(Dataset items)
──────────────────────────────
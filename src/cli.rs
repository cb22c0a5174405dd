//! CLI helper functions

use crate::{
    client::{Auth, FhirClient},
    etl::{Dispatcher, Extractor, RunSummary, Sender},
    fhir::{BundleSender, RecordSender, ResourceExtractor},
    metrics::Stopwatch,
    storage::{ResourceFanout, list_files},
};
use eyre::{Context, Result};
use owo_colors::OwoColorize;
use std::num::NonZeroUsize;
use std::path::{Path, PathBuf};
use std::time::Duration;
use url::Url;

/// Load credentials from environment variables
///
/// Expected environment variables:
/// - FHIR_TOKEN: Bearer token (optional, wins over basic auth)
/// - FHIR_USERNAME: Username for basic auth (optional)
/// - FHIR_PASSWORD: Password for basic auth (optional)
pub fn load_auth() -> Auth {
    Auth::new(
        std::env::var("FHIR_TOKEN").ok(),
        std::env::var("FHIR_USERNAME").ok(),
        std::env::var("FHIR_PASSWORD").ok(),
    )
}

/// Build a FHIR client for `url` with credentials from the environment
pub fn load_fhir_client(url: &str, timeout: Option<Duration>) -> Result<FhirClient> {
    let url = Url::parse(url).with_context(|| format!("Invalid FHIR URL: {}", url))?;
    let auth = load_auth();
    log::debug!("Using {} auth for {}", auth, url);
    FhirClient::try_new(url, auth, timeout).context("Failed to create FHIR client")
}

/// Settings shared by both load commands
#[derive(Clone, Debug)]
pub struct LoadOptions {
    pub url: String,
    pub chunk_size: NonZeroUsize,
    pub limit: Option<usize>,
    pub timeout: Option<Duration>,
}

/// Extract resources from the server into per-kind NDJSON files
///
/// Pipeline: ResourceExtractor → ResourceFanout
pub async fn extract_resources(
    extract_path: impl AsRef<Path>,
    url_base: &str,
    url_path: &str,
) -> Result<usize> {
    let extract_path = extract_path.as_ref();
    let client = load_fhir_client(url_base, None)?;
    let url = client.join(url_path)?;

    let watch = Stopwatch::start();
    let extractor = ResourceExtractor::new(client, url_path);
    let resources = extractor.extract().await?;

    let mut fanout = ResourceFanout::new(extract_path);
    for resource in &resources {
        fanout.write(resource)?;
    }
    let counts = fanout.finish()?;

    let throughput = watch.throughput(resources.len());
    if resources.is_empty() {
        log::info!(
            "GET {} seconds:{:.4} returned no resources",
            url.bright_black(),
            throughput.seconds()
        );
    } else {
        log::info!("GET {} {}", url.bright_black(), throughput);
    }
    for (kind, count) in &counts {
        log::debug!(
            "Wrote {} {} to {}",
            count,
            kind,
            extract_path.join(format!("{}.ndjson", kind)).display()
        );
    }

    Ok(resources.len())
}

/// Load every `*.json` bundle in `input_path`
pub async fn load_bundles(
    input_path: impl AsRef<Path>,
    options: &LoadOptions,
) -> Result<RunSummary> {
    let paths = list_files(input_path, "json")?;
    let client = load_fhir_client(&options.url, options.timeout)?;
    Ok(dispatch(BundleSender::new(client), &paths, options).await)
}

/// Load every `*.ndjson` resource file in `input_path`
pub async fn load_resources(
    input_path: impl AsRef<Path>,
    options: &LoadOptions,
) -> Result<RunSummary> {
    let paths = list_files(input_path, "ndjson")?;
    let client = load_fhir_client(&options.url, options.timeout)?;
    Ok(dispatch(RecordSender::new(client), &paths, options).await)
}

async fn dispatch<S: Sender + 'static>(
    sender: S,
    paths: &[PathBuf],
    options: &LoadOptions,
) -> RunSummary {
    log::info!(
        "Loading {} file(s) to {} in chunks of {}",
        paths.len(),
        options.url.bright_black(),
        options.chunk_size
    );

    let dispatcher = Dispatcher::new(sender, options.chunk_size).with_limit(options.limit);
    let summary = dispatcher.run(paths).await;

    let rate = match summary.elapsed.as_secs_f64() {
        seconds if seconds > 0.0 => summary.dispatched as f64 / seconds,
        _ => 0.0,
    };
    log::info!("{} rate:{:.2} files/sec", summary, rate);
    summary
}

/// Report a finished load run, failing when any file failed
pub fn finish(input_path: &Path, summary: &RunSummary) -> Result<()> {
    if summary.is_success() {
        log::info!("{} {}", "✓ done".green(), input_path.display());
        Ok(())
    } else {
        log::error!("{} {}", "✗ failed".red(), input_path.display());
        eyre::bail!(
            "{} of {} file(s) failed to load from {}",
            summary.failed,
            summary.dispatched,
            input_path.display()
        )
    }
}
──────────────────────────────
:: Task requirements ::
Retype each entry exactly, leaving none of them out.

:: Solution for this problem ::
filename src/cli.rs
repository cb22c0a5174405dd
//! CLI helper functions

use crate::{
    client::{Auth, FhirClient},
    etl::{Dispatcher, Extractor, RunSummary, Sender},
    fhir::{BundleSender, RecordSender, ResourceExtractor},
    metrics::Stopwatch,
    storage::{ResourceFanout, list_files},
};
use eyre::{Context, Result};
use owo_colors::OwoColorize;
use std::num::NonZeroUsize;
use std::path::{Path, PathBuf};
use std::time::Duration;
use url::Url;

/// Load credentials from environment variables
///
/// Expected environment variables:
/// - FHIR_TOKEN: Bearer token (optional, wins over basic auth)
/// - FHIR_USERNAME: Username for basic auth (optional)
/// - FHIR_PASSWORD: Password for basic auth (optional)
pub fn load_auth() -> Auth {
    Auth::new(
        std::env::var("FHIR_TOKEN").ok(),
        std::env::var("FHIR_USERNAME").ok(),
        std::env::var("FHIR_PASSWORD").ok(),
    )
}

/// Build a FHIR client for `url` with credentials from the environment
pub fn load_fhir_client(url: &str, timeout: Option<Duration>) -> Result<FhirClient> {
    let url = Url::parse(url).with_context(|| format!("Invalid FHIR URL: {}", url))?;
    let auth = load_auth();
    log::debug!("Using {} auth for {}", auth, url);
    FhirClient::try_new(url, auth, timeout).context("Failed to create FHIR client")
}

/// Settings shared by both load commands
#[derive(Clone, Debug)]
pub struct LoadOptions {
    pub url: String,
    pub chunk_size: NonZeroUsize,
    pub limit: Option<usize>,
    pub timeout: Option<Duration>,
}

/// Extract resources from the server into per-kind NDJSON files
///
/// Pipeline: ResourceExtractor → ResourceFanout
pub async fn extract_resources(
    extract_path: impl AsRef<Path>,
    url_base: &str,
    url_path: &str,
) -> Result<usize> {
    let extract_path = extract_path.as_ref();
    let client = load_fhir_client(url_base, None)?;
    let url = client.join(url_path)?;

    let watch = Stopwatch::start();
    let extractor = ResourceExtractor::new(client, url_path);
    let resources = extractor.extract().await?;

    let mut fanout = ResourceFanout::new(extract_path);
    for resource in &resources {
        fanout.write(resource)?;
    }
    let counts = fanout.finish()?;

    let throughput = watch.throughput(resources.len());
    if resources.is_empty() {
        log::info!(
            "GET {} seconds:{:.4} returned no resources",
            url.bright_black(),
            throughput.seconds()
        );
    } else {
        log::info!("GET {} {}", url.bright_black(), throughput);
    }
    for (kind, count) in &counts {
        log::debug!(
            "Wrote {} {} to {}",
            count,
            kind,
            extract_path.join(format!("{}.ndjson", kind)).display()
        );
    }

    Ok(resources.len())
}

/// Load every `*.json` bundle in `input_path`
pub async fn load_bundles(
    input_path: impl AsRef<Path>,
    options: &LoadOptions,
) -> Result<RunSummary> {
    let paths = list_files(input_path, "json")?;
    let client = load_fhir_client(&options.url, options.timeout)?;
    Ok(dispatch(BundleSender::new(client), &paths, options).await)
}

/// Load every `*.ndjson` resource file in `input_path`
pub async fn load_resources(
    input_path: impl AsRef<Path>,
    options: &LoadOptions,
) -> Result<RunSummary> {
    let paths = list_files(input_path, "ndjson")?;
    let client = load_fhir_client(&options.url, options.timeout)?;
    Ok(dispatch(RecordSender::new(client), &paths, options).await)
}

async fn dispatch<S: Sender + 'static>(
    sender: S,
    paths: &[PathBuf],
    options: &LoadOptions,
) -> RunSummary {
    log::info!(
        "Loading {} file(s) to {} in chunks of {}",
        paths.len(),
        options.url.bright_black(),
        options.chunk_size
    );

    let dispatcher = Dispatcher::new(sender, options.chunk_size).with_limit(options.limit);
    let summary = dispatcher.run(paths).await;

    let rate = match summary.elapsed.as_secs_f64() {
        seconds if seconds > 0.0 => summary.dispatched as f64 / seconds,
        _ => 0.0,
    };
    log::info!("{} rate:{:.2} files/sec", summary, rate);
    summary
}

/// Report a finished load run, failing when any file failed
pub fn finish(input_path: &Path, summary: &RunSummary) -> Result<()> {
    if summary.is_success() {
        log::info!("{} {}", "✓ done".green(), input_path.display());
        Ok(())
    } else {
        log::error!("{} {}", "✗ failed".red(), input_path.display());
        eyre::bail!(
            "{} of {} file(s) failed to load from {}",
            summary.failed,
            summary.dispatched,
            input_path.display()
        )
    }
}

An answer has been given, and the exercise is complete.